The three leading candidates in the race for the
Democratic presidential nomination have all stated
their support for continuing to consider the option of
military attack. Sen. Hillary Clinton, D-N.Y., told the
AIPAC annual convention at the end of January, "In
dealing with this threat ... no option can be taken
off the table." Former senator John Edwards was even
more vehement in a speech on Iran last month at the
Herzliya Conference in Israel. "To ensure that Iran
never gets nuclear weapons, we need to keep all options
on the table," he said, and then repeated the point for
emphasis. Sen. Barack Obama, D-Ill., appearing on "60
Minutes" recently, declared, "I think we should keep
all options on the table."
These Democrats act as though their support for keeping
the military option alive-as opposed to supporting an
actual attack on Iran-carries no risk, but that notion
represents a profound misunderstanding of what it means
to threaten aggressive war against Iran. In fact,
keeping that threat "on the table" carries three very
serious risks.
A war with Iran could be triggered by accidental or
deliberate U.S. military provocation. To make the
threat to Iran credible, the administration is
deploying carrier task forces to the Persian Gulf,
which inherently increases the likelihood that some
U.S. naval commander will fire unnecessarily on an
Iranian ship or plane. That is exactly what happened
in 1988 when the cruiser USS Vincennes-apparently
thanks to the aggressive tactics of its commander-shot
down Iran Air Flight 655. That danger is especially
acute given the provocative nature of the Bush
administration's policy toward Iran.
Alternately, the administration may pursue a carefully
calibrated strategy of combining a military buildup
with increasingly warlike rhetoric, only to find that
it has made Iran less, not more, willing to compromise.

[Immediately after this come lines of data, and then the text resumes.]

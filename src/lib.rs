//! # Company Scout
//!
//! 用浏览器 agent 并发搜索公司、按 profile 增强表格数据的 Rust 应用程序
//!
//! ## 架构设计
//!
//! 本系统沿用严格的分层架构：
//!
//! ### ① 基础设施层（Infrastructure）
//! - `infrastructure/` - 持有稀缺资源（Page）或具体文件格式，只暴露能力
//! - `JsExecutor` - 唯一的 page owner，提供 goto() / eval() / snapshot()
//! - `spreadsheet` / `credentials` / `localization` - 表格、密钥文件、界面文本
//! - `browser/` - 启动 chromium，`BrowserHandle` 作为资源池中的句柄
//!
//! ### ② 业务能力层（Services）
//! - `services/` - 描述"我能做什么"，只处理单个工作项
//! - `BrowserAgent` - 给定任务和句柄，返回结构化结果
//! - `LlmService` - 模型调用能力
//! - `PromptTemplate` - `{字段}` 替换
//!
//! ### ③ 流程层（Workflow）
//! - `workflow/` - 定义"一个工作项"的完整处理流程
//! - `ItemCtx` - 上下文封装（index + slot + label）
//! - `ItemFlow` - 流程编排（render → agent → interpret → merge）
//!
//! ### ④ 编排层（Orchestration）
//! - `orchestrator/resource_pool` / `limiter` / `scheduler` - 资源与并发
//! - `orchestrator/dispatcher` / `collector` - 派发与收集
//! - `orchestrator/company_search` / `enrichment` - 两个运行驱动
//!
//! ## 模块结构

pub mod browser;
pub mod config;
pub mod error;
pub mod infrastructure;

pub mod models;
pub mod orchestrator;
pub mod services;
pub mod utils;
pub mod workflow;

// 重新导出常用类型
pub use browser::{BrowserHandle, BrowserLauncher};
pub use config::{Config, Paths};
pub use error::{AppError, AppResult, ConfigError};
pub use infrastructure::{ApiKeys, JsExecutor, Localization};
pub use models::{Profile, ResultSet, Table, TaskOutcome, WorkItem};
pub use orchestrator::{run_company_search, run_enrichment, EnrichmentRequest};
pub use services::{BrowserAgent, CompletionModel, LlmBrowserAgent, LlmService};
pub use workflow::{ItemCtx, ItemFlow};
//! 槽位调度器 - 编排层
//!
//! 每个资源池槽位对应一个常驻 worker，worker 独占该槽位的句柄并按提交顺序执行任务。
//! 同一个句柄因此永远不会被两个任务同时使用；全局并发数再由 `ConcurrencyLimiter` 限制。

use std::panic::AssertUnwindSafe;
use std::sync::Arc;

use futures::future::BoxFuture;
use futures::FutureExt;
use tokio::sync::mpsc;
use tokio::task::JoinHandle;
use tracing::{debug, error};

use crate::error::{AppError, ConfigError, PoolError};
use crate::orchestrator::limiter::ConcurrencyLimiter;
use crate::orchestrator::resource_pool::{PoolResource, ResourcePool};

/// 在某个槽位的句柄上执行的任务
pub type Job<H> = Box<dyn FnOnce(Arc<H>) -> BoxFuture<'static, ()> + Send>;

/// 槽位调度器
pub struct SlotScheduler<H: PoolResource> {
    queues: Vec<mpsc::UnboundedSender<Job<H>>>,
    workers: Vec<JoinHandle<()>>,
}

impl<H: PoolResource> SlotScheduler<H> {
    /// 为每个槽位启动一个 worker
    ///
    /// 许可数大于槽位数时拒绝启动
    pub fn start(pool: &ResourcePool<H>, limiter: ConcurrencyLimiter) -> Result<Self, AppError> {
        if limiter.permits() > pool.size() {
            return Err(ConfigError::LimiterExceedsPool {
                permits: limiter.permits(),
                pool_size: pool.size(),
            }
            .into());
        }

        let mut queues = Vec::with_capacity(pool.size());
        let mut workers = Vec::with_capacity(pool.size());
        for slot in 0..pool.size() {
            let handle = pool.acquire_handle(slot)?;
            let (tx, rx) = mpsc::unbounded_channel();
            queues.push(tx);
            workers.push(tokio::spawn(run_worker(slot, handle, rx, limiter.clone())));
        }

        debug!("调度器已启动: {} 个槽位, {} 个许可", pool.size(), limiter.permits());
        Ok(Self { queues, workers })
    }

    pub fn size(&self) -> usize {
        self.queues.len()
    }

    /// 把任务放入槽位队列，立即返回
    pub fn submit<F>(&self, slot: usize, job: F) -> Result<(), PoolError>
    where
        F: FnOnce(Arc<H>) -> BoxFuture<'static, ()> + Send + 'static,
    {
        let queue = self.queues.get(slot).ok_or(PoolError::SlotOutOfRange {
            slot,
            size: self.queues.len(),
        })?;
        queue.send(Box::new(job)).map_err(|_| PoolError::Released)
    }

    /// 关闭所有队列并等待 worker 执行完已提交的任务
    pub async fn shutdown(self) {
        let Self { queues, workers, .. } = self;
        drop(queues);
        for (slot, worker) in workers.into_iter().enumerate() {
            if let Err(e) = worker.await {
                error!("[槽位 {}] worker 异常退出: {}", slot, e);
            }
        }
    }
}

async fn run_worker<H: PoolResource>(
    slot: usize,
    handle: Arc<H>,
    mut jobs: mpsc::UnboundedReceiver<Job<H>>,
    limiter: ConcurrencyLimiter,
) {
    while let Some(job) = jobs.recv().await {
        let _permit = limiter.enter().await;
        let fut = job(handle.clone());
        if AssertUnwindSafe(fut).catch_unwind().await.is_err() {
            error!("[槽位 {}] ❌ 任务 panic，继续执行下一个任务", slot);
        }
    }
    debug!("[槽位 {}] worker 退出", slot);
}
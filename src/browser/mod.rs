//! 浏览器资源：启动、页面与关闭

pub mod headless;

pub use headless::{launch_browser, BrowserHandle, BrowserLauncher};
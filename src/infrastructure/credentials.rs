//! 加密的 API 密钥文件
//!
//! 文件内容为 base64(nonce || AES-256-GCM 密文)，密钥取自 `MASTER_KEY` 的 SHA-256。
//! 文件不存在或解密失败时返回空密钥，不会中断程序。

use std::fs;
use std::path::Path;

use aes_gcm::aead::{Aead, AeadCore, KeyInit, OsRng};
use aes_gcm::{Aes256Gcm, Key, Nonce};
use anyhow::{anyhow, Context, Result};
use base64::engine::general_purpose::STANDARD;
use base64::Engine;
use serde::{Deserialize, Serialize};
use sha2::{Digest, Sha256};
use tracing::warn;

use crate::models::catalog::Provider;

const NONCE_LEN: usize = 12;
const DEFAULT_MASTER_KEY: &str = "default_key";

/// 各模型提供方的 API 密钥
#[derive(Debug, Clone, Default, PartialEq, Eq, Serialize, Deserialize)]
pub struct ApiKeys {
    pub openai: Option<String>,
    pub anthropic: Option<String>,
    pub google: Option<String>,
}

impl ApiKeys {
    /// 读取密钥文件，任何失败都退化为空密钥
    pub fn load(path: impl AsRef<Path>) -> Self {
        let path = path.as_ref();
        if !path.exists() {
            warn!("⚠️ 密钥文件不存在: {}，使用空密钥", path.display());
            return Self::default();
        }
        match Self::decrypt_file(path, &master_secret()) {
            Ok(keys) => keys,
            Err(e) => {
                warn!("⚠️ 无法解密密钥文件 {}: {}，使用空密钥", path.display(), e);
                Self::default()
            }
        }
    }

    /// 加密保存密钥文件
    pub fn save(&self, path: impl AsRef<Path>) -> Result<()> {
        self.save_with_secret(path.as_ref(), &master_secret())
    }

    /// 环境变量中的密钥优先于文件中的密钥
    pub fn with_env_overrides(mut self) -> Self {
        let read = |name: &str| std::env::var(name).ok().filter(|v| !v.is_empty());
        if let Some(key) = read("OPENAI_API_KEY") {
            self.openai = Some(key);
        }
        if let Some(key) = read("ANTHROPIC_API_KEY") {
            self.anthropic = Some(key);
        }
        if let Some(key) = read("GOOGLE_API_KEY") {
            self.google = Some(key);
        }
        self
    }

    /// 指定提供方的密钥（空字符串视为未设置）
    pub fn key_for(&self, provider: Provider) -> Option<&str> {
        let key = match provider {
            Provider::OpenAi => &self.openai,
            Provider::Anthropic => &self.anthropic,
            Provider::Google => &self.google,
        };
        key.as_deref().filter(|k| !k.trim().is_empty())
    }

    fn save_with_secret(&self, path: &Path, secret: &str) -> Result<()> {
        let cipher = cipher_for(secret);
        let nonce = Aes256Gcm::generate_nonce(&mut OsRng);
        let plaintext = serde_json::to_vec(self)?;
        let ciphertext = cipher
            .encrypt(&nonce, plaintext.as_ref())
            .map_err(|_| anyhow!("加密失败"))?;

        let mut payload = nonce.to_vec();
        payload.extend_from_slice(&ciphertext);
        fs::write(path, STANDARD.encode(payload))
            .with_context(|| format!("无法写入密钥文件: {}", path.display()))?;
        Ok(())
    }

    fn decrypt_file(path: &Path, secret: &str) -> Result<Self> {
        let encoded = fs::read_to_string(path)?;
        let payload = STANDARD.decode(encoded.trim())?;
        if payload.len() <= NONCE_LEN {
            anyhow::bail!("密钥文件过短");
        }
        let (nonce, ciphertext) = payload.split_at(NONCE_LEN);
        let plaintext = cipher_for(secret)
            .decrypt(Nonce::from_slice(nonce), ciphertext)
            .map_err(|_| anyhow!("解密失败（MASTER_KEY 不匹配？）"))?;
        Ok(serde_json::from_slice(&plaintext)?)
    }
}

fn master_secret() -> String {
    std::env::var("MASTER_KEY").unwrap_or_else(|_| DEFAULT_MASTER_KEY.to_string())
}

fn cipher_for(secret: &str) -> Aes256Gcm {
    let digest = Sha256::digest(secret.as_bytes());
    Aes256Gcm::new(Key::<Aes256Gcm>::from_slice(&digest))
}

#[cfg(test)]
mod tests {
    use super::*;

    fn sample() -> ApiKeys {
        ApiKeys {
            openai: Some("sk-test".into()),
            anthropic: None,
            google: Some("  ".into()),
        }
    }

    #[test]
    fn test_encrypt_then_decrypt() {
        let dir = tempfile::tempdir().unwrap();
        let path = dir.path().join("keys.enc");
        sample().save_with_secret(&path, "secret").unwrap();

        let raw = fs::read_to_string(&path).unwrap();
        assert!(!raw.contains("sk-test"));
        assert_eq!(ApiKeys::decrypt_file(&path, "secret").unwrap(), sample());
    }

    #[test]
    fn test_wrong_secret_fails() {
        let dir = tempfile::tempdir().unwrap();
        let path = dir.path().join("keys.enc");
        sample().save_with_secret(&path, "secret").unwrap();
        assert!(ApiKeys::decrypt_file(&path, "other").is_err());
    }

    #[test]
    fn test_missing_or_corrupt_file_yields_empty_keys() {
        let dir = tempfile::tempdir().unwrap();
        assert_eq!(ApiKeys::load(dir.path().join("absent.enc")), ApiKeys::default());

        let corrupt = dir.path().join("corrupt.enc");
        fs::write(&corrupt, "not base64 at all!").unwrap();
        assert_eq!(ApiKeys::load(&corrupt), ApiKeys::default());
    }

    #[test]
    fn test_key_for_ignores_blank() {
        let keys = sample();
        assert_eq!(keys.key_for(Provider::OpenAi), Some("sk-test"));
        assert_eq!(keys.key_for(Provider::Google), None);
        assert_eq!(keys.key_for(Provider::Anthropic), None);
    }
}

Even assuming that the White House has made no decision
to attack Iran now, such a decision becomes far more
likely once coercive diplomacy has been pursued and
has failed.
Even if we are fortunate enough to dodge both of those
bullets, coercive diplomacy carries the risk of tilting
the political balance within Iran toward the actual
manufacture of nuclear weapons. Contrary to the
official Bush administration line, U.S. intelligence
has long held that Iran's policy toward the pursuit of
nuclear weapons is significantly influenced by the
U.S.'s policy toward Iran's security concerns.
There are many indications of disagreement within the
Iranian regime regarding whether to simply keep the
nuclear option open or to move to production of nuclear
weapons. The more imminent an attack by the U.S.
appears, the more advocates of weapons production are
likely to prevail.
The belief, in the face of all these risks, that
keeping the military option open is sacrosanct is no
political accident. It is one of the effects of U.S.
military dominance over the rest of the world. The
national debate is sharply tilted in the direction of
those who want to exploit that advantage. Anyone
calling for the renunciation of aggressive war can be
accused of giving up the advantage of Iranian
uncertainty.
Policymakers and political leaders tend to be seduced
by the allure of dominance into believing that they
can force weaker uncooperative states to do U.S.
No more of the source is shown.